O perfume das flores espargia pelo ar,
enquanto o espaço ao meu redor, tomado,
por um festival multicolorido de espécies,
atraíam borboletas, abelhas e outros insetos,
a saudar a manhã num bailado invulgar.
Chamavam a minha atenção e curiosidade,
os pequeninos colibris ou beija-flores,
cujas asas batiam em tão alta freqüência,
ora em vôo veloz, ora parados no espaço,
qual helicópteros em missão de resgate,
buscavam o alimento no néctar das flores
e nos minúsculos insetos.
A plumagem delicada era de cor metálica
destacando-se o verde-dourado e o amarelo:
distinguia-se, a estria pardo-amarelada,
acima e por trás dos olhos, até ao pescoço;
mesclando-se a cor preta atrás dos olhos;
na garganta e no abdome também negros,
orlados de branco.
Noutros destacavam-se a cauda vermelha
num brilho acentuado e o dorso verde-escuro;
a garganta cor de cobre com tons dourados;
e abdome escuro, reluzindo em tom metálico.

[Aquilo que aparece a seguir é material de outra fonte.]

//! Common type aliases.
//!
//! All entity IDs are UUIDs wrapped in type aliases for better type safety:
//!
//! - [`UserId`]: learner account identifier
//! - [`AdminId`]: administrator account identifier
//! - [`SessionId`]: admin session record identifier

use uuid::Uuid;

pub type UserId = Uuid;
pub type AdminId = Uuid;
pub type SessionId = Uuid;

/// Abbreviate a UUID to its first 8 characters for more readable logs and traces
/// Example: "550e8400-e29b-41d4-a716-446655440000" -> "550e8400"
pub fn abbrev_uuid(uuid: &Uuid) -> String {
    uuid.to_string().chars().take(8).collect()
}
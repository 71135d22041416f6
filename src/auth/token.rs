//! Signed session token creation and verification.
//!
//! Tokens are HS256 JWTs carrying the principal id, email, and a kind
//! discriminator. User and admin cookies are separate principals, so a
//! token of one kind never verifies as the other.

use chrono::Utc;
use jsonwebtoken::{DecodingKey, EncodingKey, Header, Validation, decode, encode};
use serde::{Deserialize, Serialize};
use uuid::Uuid;

use crate::{config::Config, errors::Error};

/// Which kind of principal a session token belongs to.
#[derive(Debug, Clone, Copy, PartialEq, Eq, Serialize, Deserialize)]
#[serde(rename_all = "lowercase")]
pub enum SessionKind {
    User,
    Admin,
}

impl SessionKind {
    /// The configured token lifetime for this kind of session.
    pub fn ttl(self, config: &Config) -> std::time::Duration {
        match self {
            SessionKind::User => config.auth.user_session.timeout,
            SessionKind::Admin => config.auth.admin_session.timeout,
        }
    }
}

/// Session token claims
#[derive(Debug, Serialize, Deserialize)]
pub struct SessionClaims {
    pub sub: Uuid,         // Subject (principal ID)
    pub email: String,     // Principal email
    pub kind: SessionKind, // user or admin
    pub exp: i64,          // Expiration time
    pub iat: i64,          // Issued at
}

impl SessionClaims {
    pub fn new(principal_id: Uuid, email: &str, kind: SessionKind, config: &Config) -> Self {
        let now = Utc::now();
        let exp = now + kind.ttl(config);

        Self {
            sub: principal_id,
            email: email.to_string(),
            kind,
            exp: exp.timestamp(),
            iat: now.timestamp(),
        }
    }
}

/// Create a signed session token for a principal
pub fn issue_session_token(principal_id: Uuid, email: &str, kind: SessionKind, config: &Config) -> Result<String, Error> {
    let claims = SessionClaims::new(principal_id, email, kind, config);
    let secret_key = config.secret_key.as_ref().ok_or_else(|| Error::Internal {
        operation: "session tokens: secret_key is required".to_string(),
    })?;

    let key = EncodingKey::from_secret(secret_key.as_bytes());
    encode(&Header::default(), &claims, &key).map_err(|e| Error::Internal {
        operation: format!("create session token: {e}"),
    })
}

/// Verify and decode a session token, checking it is of the expected kind
pub fn verify_session_token(token: &str, expected_kind: SessionKind, config: &Config) -> Result<SessionClaims, Error> {
    let secret_key = config.secret_key.as_ref().ok_or_else(|| Error::Internal {
        operation: "session tokens: secret_key is required".to_string(),
    })?;

    let key = DecodingKey::from_secret(secret_key.as_bytes());
    let validation = Validation::default();

    let token_data = decode::<SessionClaims>(token, &key, &validation).map_err(|e| match e.kind() {
        // Client errors (401) - malformed tokens, invalid claims, expired tokens
        jsonwebtoken::errors::ErrorKind::InvalidToken
        | jsonwebtoken::errors::ErrorKind::InvalidSignature
        | jsonwebtoken::errors::ErrorKind::ExpiredSignature
        | jsonwebtoken::errors::ErrorKind::MissingRequiredClaim(_)
        | jsonwebtoken::errors::ErrorKind::InvalidIssuer
        | jsonwebtoken::errors::ErrorKind::InvalidAudience
        | jsonwebtoken::errors::ErrorKind::InvalidSubject
        | jsonwebtoken::errors::ErrorKind::ImmatureSignature
        | jsonwebtoken::errors::ErrorKind::Base64(_)
        | jsonwebtoken::errors::ErrorKind::InvalidAlgorithm => Error::Unauthenticated { message: None },

        // Server errors (500) - key issues, internal failures
        jsonwebtoken::errors::ErrorKind::InvalidEcdsaKey
        | jsonwebtoken::errors::ErrorKind::InvalidRsaKey(_)
        | jsonwebtoken::errors::ErrorKind::RsaFailedSigning
        | jsonwebtoken::errors::ErrorKind::InvalidAlgorithmName
        | jsonwebtoken::errors::ErrorKind::InvalidKeyFormat
        | jsonwebtoken::errors::ErrorKind::MissingAlgorithm
        | jsonwebtoken::errors::ErrorKind::Json(_)
        | jsonwebtoken::errors::ErrorKind::Utf8(_)
        | jsonwebtoken::errors::ErrorKind::Crypto(_) => Error::Internal {
            operation: format!("session token verification: {e}"),
        },

        // Catch-all for any future error variants (default to server error for safety)
        _ => Error::Internal {
            operation: format!("session token verification (unknown error): {e}"),
        },
    })?;

    // A user token presented at an admin boundary (or vice versa) is not a
    // server fault, it's an unauthenticated request.
    if token_data.claims.kind != expected_kind {
        return Err(Error::Unauthenticated { message: None });
    }

    Ok(token_data.claims)
}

Meus pensamentos voaram presos,
nas asas de um colibri.
O colibri parecia mágico e me fez regressar
a datas remotas da infância que se perdiam
nas brumas do tempo, fazendo-me chegar:
A casa em belo pomar do tempo dos barões,
era limítrofe a outro imenso terreno vazio,
que se estendia aos limites do cemitério.
Um bosque com uma infinidade de árvores,
mantinha pássaros, macacos e outros seres,
levava-nos a instalar um acampamento,
onde se iniciavam e terminavam os dias.